▶ **Exercise requirements**: Below are entries. Pull out all lines containing "usize".

▶ **Data shown**:
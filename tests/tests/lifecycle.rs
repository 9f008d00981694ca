//! Load/unload lifecycle, accounting and events.

use keel_orchestrator::backend::BackendKind;
use keel_orchestrator::events::{LifecycleEvent, Operation, UnloadReason};
use keel_orchestrator::{
    Accelerator, GIB, HardwareInfo, ModelFormat, ModelParameters, ModelRequest, ModelState,
    OrchestratorConfig, OrchestratorError, ProgressReporter,
};
use keel_testing::{
    FakeGraphEngine, FakeTransformerEngine, ModelDir, drain_events, orchestrator_on,
    orchestrator_with, test_hardware,
};
use serde_json::json;
use std::sync::Arc;

fn fakes() -> (Arc<FakeGraphEngine>, Arc<FakeTransformerEngine>) {
    (
        Arc::new(FakeGraphEngine::new()),
        Arc::new(FakeTransformerEngine::new()),
    )
}

#[tokio::test]
async fn test_load_graph_model() {
    let dir = ModelDir::new();
    let (graph, transformer) = fakes();
    let orch = orchestrator_with(OrchestratorConfig::default(), &graph, &transformer);

    let handle = orch
        .load_model(ModelRequest::new("bge", dir.onnx("bge")).with_size("small"))
        .await
        .unwrap();

    assert_eq!(handle.id, "bge");
    assert_eq!(handle.format, ModelFormat::Onnx);
    assert_eq!(handle.backend, BackendKind::Graph);
    assert_eq!(handle.accelerator, Accelerator::Cpu);
    assert_eq!(handle.state, ModelState::Ready);
    assert_eq!(handle.memory_bytes, 2 * GIB);
    assert!(handle.provider.starts_with("graph"));
    assert_eq!(graph.sessions().live(), 1);
    assert!(orch.is_model_loaded("bge"));
    assert_eq!(orch.get_handle("bge"), Some(handle));
}

#[tokio::test]
async fn test_repeated_load_returns_same_session() {
    let dir = ModelDir::new();
    let (graph, transformer) = fakes();
    let orch = orchestrator_with(OrchestratorConfig::default(), &graph, &transformer);
    let path = dir.gguf("llama");

    let first = orch
        .load_model(ModelRequest::new("llama", &path))
        .await
        .unwrap();
    let (progress, mut rx) = ProgressReporter::channel();
    let second = orch
        .load_model_with(
            ModelRequest::new("llama", &path),
            &progress,
            &Default::default(),
        )
        .await
        .unwrap();

    assert_eq!(first.session_id, second.session_id);
    assert_eq!(transformer.contexts().created(), 1);
    assert_eq!(orch.list_loaded_models().len(), 1);
    let last = std::iter::from_fn(|| rx.try_recv().ok()).last().unwrap();
    assert_eq!(last.fraction, 1.0);
}

#[tokio::test]
async fn test_reload_after_unload_gets_new_session() {
    let dir = ModelDir::new();
    let (graph, transformer) = fakes();
    let orch = orchestrator_with(OrchestratorConfig::default(), &graph, &transformer);
    let path = dir.onnx("m");

    let first = orch.load_model(ModelRequest::new("m", &path)).await.unwrap();
    assert!(orch.unload_model("m").await);
    let second = orch.load_model(ModelRequest::new("m", &path)).await.unwrap();

    assert_ne!(first.session_id, second.session_id);
    assert_eq!(graph.sessions().created(), 2);
    assert_eq!(graph.sessions().live(), 1);
}

#[tokio::test]
async fn test_unload_round_trip_restores_accounting() {
    let dir = ModelDir::new();
    let (graph, transformer) = fakes();
    let orch = orchestrator_with(OrchestratorConfig::default(), &graph, &transformer);

    orch.load_model(ModelRequest::new("base", dir.onnx("base")).with_size("base"))
        .await
        .unwrap();
    let before = orch.get_total_memory_usage();

    orch.load_model(
        ModelRequest::new("chat", dir.gguf("chat"))
            .with_size("7b")
            .with_quantization("q4_k_m"),
    )
    .await
    .unwrap();
    assert!(orch.get_total_memory_usage() > before);

    assert!(orch.unload_model("chat").await);
    assert_eq!(orch.get_total_memory_usage(), before);
    assert_eq!(transformer.contexts().live(), 0);
    assert_eq!(transformer.weights().live(), 0);
    assert!(!orch.unload_model("chat").await);
}

#[tokio::test]
async fn test_shared_weights_released_after_last_unload() {
    let dir = ModelDir::new();
    let (graph, transformer) = fakes();
    let orch = orchestrator_with(OrchestratorConfig::default(), &graph, &transformer);
    let path = dir.gguf("shared");

    let a = orch
        .load_model(ModelRequest::new("chat-a", &path).with_size("small"))
        .await
        .unwrap();
    let b = orch
        .load_model(ModelRequest::new("chat-b", &path).with_size("small"))
        .await
        .unwrap();

    assert_eq!(transformer.weights().created(), 1);
    assert_eq!(transformer.contexts().live(), 2);
    assert_eq!(orch.weight_arena().ref_count(&path), 2);
    // Each entry is charged its full estimate
    assert_eq!(
        orch.get_total_memory_usage(),
        a.memory_bytes + b.memory_bytes
    );

    assert!(orch.unload_model("chat-a").await);
    assert_eq!(transformer.weights().live(), 1);
    assert_eq!(orch.weight_arena().ref_count(&path), 1);

    assert!(orch.unload_model("chat-b").await);
    assert_eq!(transformer.weights().live(), 0);
    assert!(orch.weight_arena().is_empty());
}
//! Hardware detection for accelerator selection
//!
//! Detects available accelerators in priority order:
//! CUDA (NVIDIA) → ROCm (AMD) → CoreML (Apple) → DirectML (Windows) → Vulkan → CPU
//!
//! Detection uses filesystem probes and process checks rather than
//! linking to GPU libraries at compile time, so the orchestrator stays
//! usable on machines without any native runtime installed.

use serde::{Deserialize, Serialize};
use std::path::Path;
use sysinfo::{MemoryRefreshKind, RefreshKind, System};

use crate::types::AcceleratorFlags;

/// Hardware path used to run a session
#[derive(Debug, Clone, Copy, PartialEq, Eq, Hash, Serialize, Deserialize)]
#[serde(rename_all = "lowercase")]
pub enum Accelerator {
    /// NVIDIA CUDA
    Cuda,
    /// AMD ROCm
    Rocm,
    /// Apple CoreML / Metal
    CoreMl,
    /// DirectML on Windows, any DX12 GPU
    DirectMl,
    /// Vulkan compute, cross-vendor
    Vulkan,
    /// Always available, lowest throughput
    Cpu,
}

impl Accelerator {
    /// Vendor-specific GPU paths, tried before generic ones.
    pub fn is_vendor_gpu(self) -> bool {
        matches!(self, Accelerator::Cuda | Accelerator::Rocm | Accelerator::CoreMl)
    }

    pub fn is_gpu(self) -> bool {
        !matches!(self, Accelerator::Cpu)
    }

    pub fn as_str(self) -> &'static str {
        match self {
            Accelerator::Cuda => "cuda",
            Accelerator::Rocm => "rocm",
            Accelerator::CoreMl => "coreml",
            Accelerator::DirectMl => "directml",
            Accelerator::Vulkan => "vulkan",
            Accelerator::Cpu => "cpu",
        }
    }
}

impl std::fmt::Display for Accelerator {
    fn fmt(&self, f: &mut std::fmt::Formatter<'_>) -> std::fmt::Result {
        match self {
            Accelerator::Cuda => write!(f, "CUDA"),
            Accelerator::Rocm => write!(f, "ROCm"),
            Accelerator::CoreMl => write!(f, "CoreML"),
            Accelerator::DirectMl => write!(f, "DirectML"),
            Accelerator::Vulkan => write!(f, "Vulkan"),
            Accelerator::Cpu => write!(f, "CPU"),
        }
    }
}

impl std::str::FromStr for Accelerator {
    type Err = String;

    fn from_str(s: &str) -> Result<Self, Self::Err> {
        match s.trim().to_ascii_lowercase().as_str() {
            "cuda" => Ok(Accelerator::Cuda),
            "rocm" => Ok(Accelerator::Rocm),
            "coreml" | "metal" => Ok(Accelerator::CoreMl),
            "directml" | "dml" => Ok(Accelerator::DirectMl),
            "vulkan" => Ok(Accelerator::Vulkan),
            "cpu" => Ok(Accelerator::Cpu),
            other => Err(format!("unknown accelerator '{other}'")),
        }
    }
}

/// Information about the detected hardware environment
#[derive(Debug, Clone, PartialEq, Serialize, Deserialize)]
pub struct HardwareInfo {
    /// All accelerators detected, best first, `Cpu` always last
    pub accelerators: Vec<Accelerator>,
    /// Estimated VRAM in bytes (0 when unknown or CPU-only)
    pub vram_bytes: u64,
    /// Total system RAM in bytes
    pub total_ram_bytes: u64,
    /// Available system RAM in bytes at detection time
    pub available_ram_bytes: u64,
    /// Number of logical CPU cores
    pub cpu_cores: usize,
}

impl HardwareInfo {
    /// Detect available hardware.
    ///
    /// Runs synchronously; call from a blocking context or `spawn_blocking`.
    pub fn detect() -> Self {
        let mut accelerators = Vec::new();

        let cuda_vram = detect_cuda();
        if cuda_vram.is_some() {
            accelerators.push(Accelerator::Cuda);
        }

        let rocm_vram = detect_rocm();
        if rocm_vram.is_some() {
            accelerators.push(Accelerator::Rocm);
        }

        if detect_coreml() {
            accelerators.push(Accelerator::CoreMl);
        }

        if detect_directml() {
            accelerators.push(Accelerator::DirectMl);
        }

        if detect_vulkan() {
            accelerators.push(Accelerator::Vulkan);
        }

        accelerators.push(Accelerator::Cpu);

        let (total_ram_bytes, available_ram_bytes) = system_memory();

        Self {
            accelerators,
            vram_bytes: cuda_vram.or(rocm_vram).unwrap_or(0),
            total_ram_bytes,
            available_ram_bytes,
            cpu_cores: num_cpus(),
        }
    }

    /// A CPU-only description of this machine, skipping GPU probes.
    pub fn cpu_only() -> Self {
        let (total_ram_bytes, available_ram_bytes) = system_memory();
        Self {
            accelerators: vec![Accelerator::Cpu],
            vram_bytes: 0,
            total_ram_bytes,
            available_ram_bytes,
            cpu_cores: num_cpus(),
        }
    }

    /// Replace the detected accelerator list. `Cpu` is appended if missing.
    pub fn with_accelerators(mut self, accelerators: impl IntoIterator<Item = Accelerator>) -> Self {
        let mut list: Vec<Accelerator> = Vec::new();
        for acc in accelerators {
            if acc != Accelerator::Cpu && !list.contains(&acc) {
                list.push(acc);
            }
        }
        list.push(Accelerator::Cpu);
        self.accelerators = list;
        self
    }

    pub fn with_cpu_cores(mut self, cores: usize) -> Self {
        self.cpu_cores = cores.max(1);
        self
    }

    /// Best available accelerator.
    pub fn primary(&self) -> Accelerator {
        self.accelerators.first().copied().unwrap_or(Accelerator::Cpu)
    }

    /// True when any non-CPU accelerator is present.
    pub fn has_accelerator(&self) -> bool {
        self.accelerators.iter().any(|a| a.is_gpu())
    }

    pub fn supports(&self, accelerator: Accelerator) -> bool {
        self.accelerators.contains(&accelerator)
    }

    /// Accelerators to try for a graph session: the explicit preference
    /// first, then vendor GPUs, then generic GPUs, CPU always last.
    pub fn graph_preference(&self, preferred: Option<Accelerator>) -> Vec<Accelerator> {
        let mut order = Vec::new();
        if let Some(p) = preferred {
            order.push(p);
        }
        let vendor = self.accelerators.iter().copied().filter(|a| a.is_vendor_gpu());
        let generic = self
            .accelerators
            .iter()
            .copied()
            .filter(|a| a.is_gpu() && !a.is_vendor_gpu());
        for acc in vendor.chain(generic) {
            if !order.contains(&acc) {
                order.push(acc);
            }
        }
        order.retain(|a| *a != Accelerator::Cpu);
        order.push(Accelerator::Cpu);
        order
    }

    /// Default number of concurrently admitted inferences.
    pub fn compute_units(&self) -> usize {
        (self.cpu_cores / 2).max(1)
    }

    pub fn flags(&self) -> AcceleratorFlags {
        AcceleratorFlags {
            cuda: self.supports(Accelerator::Cuda),
            rocm: self.supports(Accelerator::Rocm),
            coreml: self.supports(Accelerator::CoreMl),
            directml: self.supports(Accelerator::DirectMl),
            vulkan: self.supports(Accelerator::Vulkan),
        }
    }

    /// Human readable name of the primary device.
    pub fn device_name(&self) -> String {
        match self.primary() {
            Accelerator::Cpu => format!("CPU ({} cores)", self.cpu_cores),
            other => format!("{other} GPU"),
        }
    }
}

/// Current `(total, available)` system RAM in bytes.
pub fn system_memory() -> (u64, u64) {
    let mut sys =
        System::new_with_specifics(RefreshKind::new().with_memory(MemoryRefreshKind::everything()));
    sys.refresh_memory();
    (sys.total_memory(), sys.available_memory())
}

// ============================================================================
// Accelerator detection helpers
// ============================================================================

/// Returns estimated VRAM in bytes if CUDA is available, None otherwise.
///
/// Requires the `/dev/nvidia0` device node; VRAM comes from `nvidia-smi`.
fn detect_cuda() -> Option<u64> {
    if !Path::new("/dev/nvidia0").exists() {
        return None;
    }

    let output = match std::process::Command::new("nvidia-smi")
        .args(["--query-gpu=memory.total", "--format=csv,noheader,nounits"])
        .output()
    {
        Ok(output) if output.status.success() => output,
        // Device node exists but nvidia-smi is missing or failed
        _ => return Some(0),
    };

    let stdout = String::from_utf8_lossy(&output.stdout);
    // nvidia-smi returns MiB
    let mib = stdout
        .lines()
        .next()
        .and_then(|line| line.trim().parse::<u64>().ok())
        .unwrap_or(0);
    Some(mib * 1024 * 1024)
}

/// Returns estimated VRAM in bytes if ROCm is available, None otherwise.
///
/// Requires `/dev/kfd`; VRAM comes from `rocm-smi --showmeminfo vram --csv`.
fn detect_rocm() -> Option<u64> {
    if !Path::new("/dev/kfd").exists() {
        return None;
    }

    let output = match std::process::Command::new("rocm-smi")
        .args(["--showmeminfo", "vram", "--csv"])
        .output()
    {
        Ok(output) if output.status.success() => output,
        _ => return Some(0),
    };

    let stdout = String::from_utf8_lossy(&output.stdout);
    // rocm-smi CSV: GPU,VRAM Total Memory (B),VRAM Used Memory (B)
    for line in stdout.lines().skip(1) {
        let parts: Vec<&str> = line.split(',').collect();
        if parts.len() >= 2 {
            if let Ok(bytes) = parts[1].trim().parse::<u64>() {
                return Some(bytes);
            }
        }
    }

    Some(0)
}

fn detect_coreml() -> bool {
    cfg!(all(target_os = "macos", target_arch = "aarch64"))
}

fn detect_directml() -> bool {
    cfg!(target_os = "windows")
}

/// Returns true if any Vulkan-capable GPU is available.
///
/// Checks the DRM render node first, then `vulkaninfo --summary`.
fn detect_vulkan() -> bool {
    if Path::new("/dev/dri/renderD128").exists() {
        return true;
    }

    std::process::Command::new("vulkaninfo")
        .arg("--summary")
        .output()
        .map(|o| o.status.success())
        .unwrap_or(false)
}

fn num_cpus() -> usize {
    std::thread::available_parallelism()
        .map(|n| n.get())
        .unwrap_or(1)
}
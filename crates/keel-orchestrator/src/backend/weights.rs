//! Shared transformer weight blocks.
//!
//! Contexts built from the same weight file share one [`WeightBlock`]. The
//! arena keeps an explicit reference count per canonical path: acquiring a
//! lease increments it, dropping the lease decrements it, and the arena lets
//! go of the block when the count reaches zero.

use parking_lot::Mutex;
use std::collections::HashMap;
use std::path::{Path, PathBuf};
use std::sync::Arc;

use crate::error::EngineError;

use super::engine::WeightBlock;

struct Slot {
    block: Arc<dyn WeightBlock>,
    refs: usize,
}

type Slots = Arc<Mutex<HashMap<PathBuf, Slot>>>;

/// Reference-counted arena of weight blocks keyed by canonical path.
#[derive(Clone, Default)]
pub struct WeightArena {
    slots: Slots,
}

impl WeightArena {
    pub fn new() -> Self {
        Self::default()
    }

    /// Canonical arena key for `path`; falls back to the path itself.
    pub fn key_for(path: &Path) -> PathBuf {
        std::fs::canonicalize(path).unwrap_or_else(|_| path.to_path_buf())
    }

    /// Share the block for `path`, loading it with `load` when absent.
    ///
    /// `load` runs without the arena lock held. If another caller inserted
    /// the same path meanwhile, the freshly loaded block is dropped and the
    /// existing one is shared.
    pub fn acquire<F>(&self, path: &Path, load: F) -> Result<WeightLease, EngineError>
    where
        F: FnOnce() -> Result<Arc<dyn WeightBlock>, EngineError>,
    {
        let key = Self::key_for(path);

        if let Some(lease) = self.share(&key) {
            return Ok(lease);
        }

        let block = load()?;

        let mut slots = self.slots.lock();
        let slot = slots.entry(key.clone()).or_insert_with(|| Slot {
            block: Arc::clone(&block),
            refs: 0,
        });
        slot.refs += 1;
        tracing::debug!(path = %key.display(), refs = slot.refs, "weight block acquired");
        Ok(WeightLease {
            slots: Arc::clone(&self.slots),
            key,
            block: Arc::clone(&slot.block),
        })
    }

    fn share(&self, key: &Path) -> Option<WeightLease> {
        let mut slots = self.slots.lock();
        let slot = slots.get_mut(key)?;
        slot.refs += 1;
        tracing::debug!(path = %key.display(), refs = slot.refs, "weight block shared");
        Some(WeightLease {
            slots: Arc::clone(&self.slots),
            key: key.to_path_buf(),
            block: Arc::clone(&slot.block),
        })
    }

    /// Current reference count for `path` (0 when not resident).
    pub fn ref_count(&self, path: &Path) -> usize {
        let key = Self::key_for(path);
        self.slots.lock().get(&key).map(|s| s.refs).unwrap_or(0)
    }

    /// Number of distinct resident blocks.
    pub fn len(&self) -> usize {
        self.slots.lock().len()
    }

    pub fn is_empty(&self) -> bool {
        self.len() == 0
    }
}

impl std::fmt::Debug for WeightArena {
    fn fmt(&self, f: &mut std::fmt::Formatter<'_>) -> std::fmt::Result {
        f.debug_struct("WeightArena")
            .field("blocks", &self.len())
            .finish()
    }
}

/// One reference to a shared weight block.
pub struct WeightLease {
    slots: Slots,
    key: PathBuf,
    block: Arc<dyn WeightBlock>,
}

impl WeightLease {
    pub fn block(&self) -> Arc<dyn WeightBlock> {
        Arc::clone(&self.block)
    }

    pub fn path(&self) -> &Path {
        &self.key
    }
}

impl Drop for WeightLease {
    fn drop(&mut self) {
        let mut slots = self.slots.lock();
        let Some(slot) = slots.get_mut(&self.key) else {
            return;
        };
        slot.refs = slot.refs.saturating_sub(1);
        if slot.refs == 0 {
            slots.remove(&self.key);
            tracing::debug!(path = %self.key.display(), "weight block released");
        } else {
            tracing::debug!(path = %self.key.display(), refs = slot.refs, "weight block reference dropped");
        }
    }
}

impl std::fmt::Debug for WeightLease {
    fn fmt(&self, f: &mut std::fmt::Formatter<'_>) -> std::fmt::Result {
        f.debug_struct("WeightLease")
            .field("path", &self.key)
            .finish()
    }
}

▶ **Written reply**:
    pub cpu_cores: usize,
    pub fn with_cpu_cores(mut self, cores: usize) -> Self {
    pub fn compute_units(&self) -> usize {
fn num_cpus() -> usize {
    refs: usize,
    pub fn ref_count(&self, path: &Path) -> usize {
    pub fn len(&self) -> usize {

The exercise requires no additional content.